W spokoju wysłuchał słów partnera. Kiwnął tylko głową, a gdy w końcu wsiedli do windy dodał od siebie.
- Możliwe, że będziemy musieli machnąć odznaką, by zmusić portiera do szerszej współpracy z nami. Nadal czekam na bilingi jej komórki oraz pozwolenie na dostęp do systemu IR. Wtedy prześledzimy wszelkie trasy z klubu do miejsca zbrodni.
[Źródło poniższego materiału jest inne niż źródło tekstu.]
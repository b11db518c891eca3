use serde::{Deserialize, Serialize};
use std::collections::BTreeMap;

/// `type` written on every item linked through the entry picker.
pub const LINK_TYPE: &str = "Link";

/// The chosen size of a column at one breakpoint.
#[derive(Debug, Clone, PartialEq, Eq, Serialize, Deserialize)]
#[serde(rename_all = "camelCase")]
pub struct ColumnSize {
    pub value: String,
    pub is_custom: bool,
}

impl ColumnSize {
    pub fn preset(value: impl Into<String>) -> Self {
        Self {
            value: value.into(),
            is_custom: false,
        }
    }

    pub fn custom(value: impl Into<String>) -> Self {
        Self {
            value: value.into(),
            is_custom: true,
        }
    }
}

/// Per-breakpoint sizes keyed by [`crate::BreakpointOption::value`].
/// A missing key means "no override".
pub type ColumnSizes = BTreeMap<String, ColumnSize>;

/// An opaque reference to another piece of content.
///
/// Stored as `{"sys": {"id", "type", "linkType"}}`.
#[derive(Debug, Clone, PartialEq, Eq, Serialize, Deserialize)]
#[serde(from = "ItemRepr", into = "ItemRepr")]
pub struct Item {
    pub id: String,
    pub kind: String,
    pub link_type: String,
}

impl Item {
    pub fn new(id: impl Into<String>, kind: impl Into<String>, link_type: impl Into<String>) -> Self {
        Self {
            id: id.into(),
            kind: kind.into(),
            link_type: link_type.into(),
        }
    }

    /// A link to a picked entry.
    pub fn link(entry: &EntryRef) -> Self {
        Self::new(entry.id.clone(), LINK_TYPE, entry.kind.clone())
    }
}

#[derive(Serialize, Deserialize)]
struct ItemRepr {
    sys: ItemSys,
}

#[derive(Serialize, Deserialize)]
#[serde(rename_all = "camelCase")]
struct ItemSys {
    id: String,
    #[serde(rename = "type")]
    kind: String,
    link_type: String,
}

impl From<ItemRepr> for Item {
    fn from(repr: ItemRepr) -> Self {
        Self {
            id: repr.sys.id,
            kind: repr.sys.kind,
            link_type: repr.sys.link_type,
        }
    }
}

impl From<Item> for ItemRepr {
    fn from(item: Item) -> Self {
        Self {
            sys: ItemSys {
                id: item.id,
                kind: item.kind,
                link_type: item.link_type,
            },
        }
    }
}

/// An entry returned by the host's selection dialog.
#[derive(Debug, Clone, PartialEq, Eq, Serialize, Deserialize)]
pub struct EntryRef {
    pub id: String,
    /// The entry's `sys.type`, e.g. `"Entry"`.
    #[serde(rename = "type")]
    pub kind: String,
}

impl EntryRef {
    pub fn entry(id: impl Into<String>) -> Self {
        Self {
            id: id.into(),
            kind: "Entry".to_string(),
        }
    }
}

/// One column of a columns field. A column has no identity of its own; it is
/// addressed by its index in the field's array.
#[derive(Debug, Clone, Default, PartialEq, Eq, Serialize, Deserialize)]
#[serde(rename_all = "camelCase")]
pub struct Column {
    #[serde(default)]
    pub column_sizes: ColumnSizes,
    #[serde(default)]
    pub items: Vec<Item>,
}

impl Column {
    pub fn new(column_sizes: ColumnSizes, items: Vec<Item>) -> Self {
        Self { column_sizes, items }
    }

    /// Same sizes, different items.
    pub fn with_items(&self, items: Vec<Item>) -> Self {
        Self {
            column_sizes: self.column_sizes.clone(),
            items,
        }
    }

    /// Same items, different sizes.
    pub fn with_sizes(&self, column_sizes: ColumnSizes) -> Self {
        Self {
            column_sizes,
            items: self.items.clone(),
        }
    }
}
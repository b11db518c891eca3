use async_trait::async_trait;
use columns_model::EntryRef;

use crate::error::FieldResult;

/// The host's modal entry selection dialog.
#[async_trait]
pub trait EntryPicker: Send + Sync {
    /// Lets the editor pick entries of the allowed content types.
    /// Resolves to `None` when the dialog is dismissed.
    async fn pick_entries(&self, allowed_content_types: &[String]) -> FieldResult<Option<Vec<EntryRef>>>;
}
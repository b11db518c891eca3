use serde::{Deserialize, Serialize};

use crate::{BreakpointSet, Preset};

/// The installation parameters document: every preset and breakpoint set.
///
/// Persisted whole by the host; mutated only through the store functions in
/// `columns-config`.
#[derive(Debug, Clone, Default, PartialEq, Eq, Serialize, Deserialize)]
pub struct Configuration {
    #[serde(default)]
    pub presets: Vec<Preset>,
    #[serde(default)]
    pub breakpoints: Vec<BreakpointSet>,
}

impl Configuration {
    pub fn new(presets: Vec<Preset>, breakpoints: Vec<BreakpointSet>) -> Self {
        Self { presets, breakpoints }
    }

    pub fn from_json(value: serde_json::Value) -> serde_json::Result<Self> {
        serde_json::from_value(value)
    }

    pub fn to_json(&self) -> serde_json::Result<serde_json::Value> {
        serde_json::to_value(self)
    }

    pub fn breakpoint_set(&self, id: &str) -> Option<&BreakpointSet> {
        self.breakpoints.iter().find(|b| b.id == id)
    }

    pub fn preset(&self, id: &str) -> Option<&Preset> {
        self.presets.iter().find(|p| p.id == id)
    }

    /// Resolves a preset the way field instances reference it: by id, or by
    /// display name for hand-typed instance parameters.
    pub fn find_preset(&self, key: &str) -> Option<&Preset> {
        self.presets.iter().find(|p| p.id == key || p.name == key)
    }

    pub fn find_breakpoint_set(&self, key: &str) -> Option<&BreakpointSet> {
        self.breakpoints.iter().find(|b| b.id == key || b.name == key)
    }

    /// The set a preset points at, if the reference still resolves.
    pub fn breakpoints_for(&self, preset: &Preset) -> Option<&BreakpointSet> {
        self.breakpoint_set(&preset.breakpoints)
    }

    /// Presets whose `breakpoints` reference equals `set_id`.
    pub fn presets_referencing<'a>(&'a self, set_id: &'a str) -> impl Iterator<Item = &'a Preset> + 'a {
        self.presets.iter().filter(move |p| p.breakpoints == set_id)
    }
}
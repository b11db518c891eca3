//! Opaque identifiers for configuration entities.
//!
//! New uids are UUID v7 text, but any non-empty string loaded from a stored
//! document is accepted as-is so documents written by other tools stay valid.
//! Blank uids are rejected on load as well as on parse.

use serde::{Deserialize, Serialize};
use std::fmt;
use std::str::FromStr;
use uuid::Uuid;

use crate::Error;

/// Stable identity of a size option, breakpoint, breakpoint set or preset.
/// Immutable once assigned; survives renames.
#[derive(Debug, Clone, PartialEq, Eq, Hash, PartialOrd, Ord, Serialize, Deserialize)]
#[serde(try_from = "String", into = "String")]
pub struct Uid(String);

impl Uid {
    /// Creates a new, globally unique uid.
    #[must_use]
    pub fn new() -> Self {
        Self(Uuid::now_v7().simple().to_string())
    }

    /// Parses a uid from a stored string. Empty strings are rejected.
    pub fn parse(s: &str) -> Result<Self, Error> {
        Self::try_from(s.to_string())
    }

    /// Returns the uid text.
    #[must_use]
    pub fn as_str(&self) -> &str {
        &self.0
    }
}

impl Default for Uid {
    fn default() -> Self {
        Self::new()
    }
}

impl fmt::Display for Uid {
    fn fmt(&self, f: &mut fmt::Formatter<'_>) -> fmt::Result {
        f.write_str(&self.0)
    }
}

impl FromStr for Uid {
    type Err = Error;

    fn from_str(s: &str) -> Result<Self, Self::Err> {
        Self::parse(s)
    }
}

impl TryFrom<String> for Uid {
    type Error = Error;

    fn try_from(s: String) -> Result<Self, Self::Error> {
        if s.trim().is_empty() {
            return Err(Error::InvalidUid(s));
        }
        Ok(Self(s))
    }
}

impl From<Uid> for String {
    fn from(uid: Uid) -> Self {
        uid.0
    }
}

impl AsRef<str> for Uid {
    fn as_ref(&self) -> &str {
        &self.0
    }
}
Winda, którą mieli przyjemność jechać znacznie różniła się od tych w wieżowcach będących ich mieszkaniami. Przestronna, dobrze utrzymana. Lśniące lustro na jednej z ścian, dobrze utrzymana wykładzina czy coś, co ją imitowało. Wszystko w stanie niemal fabrycznym, nie szarpało, nie ściskało wnętrzności przy ruszaniu. Winda, którą codziennie docierał do swojego kubiku, była w różnym stanie. Dość powiedzieć, że zapierdalała niesamowicie szybko.
**
Wychodząc z luksusowego, pędzącego pudła, natrafili na portiera. Pamiętając słowa Garretta, kiwnął do niego głową, oddając mu tym samym pole do rozegrania.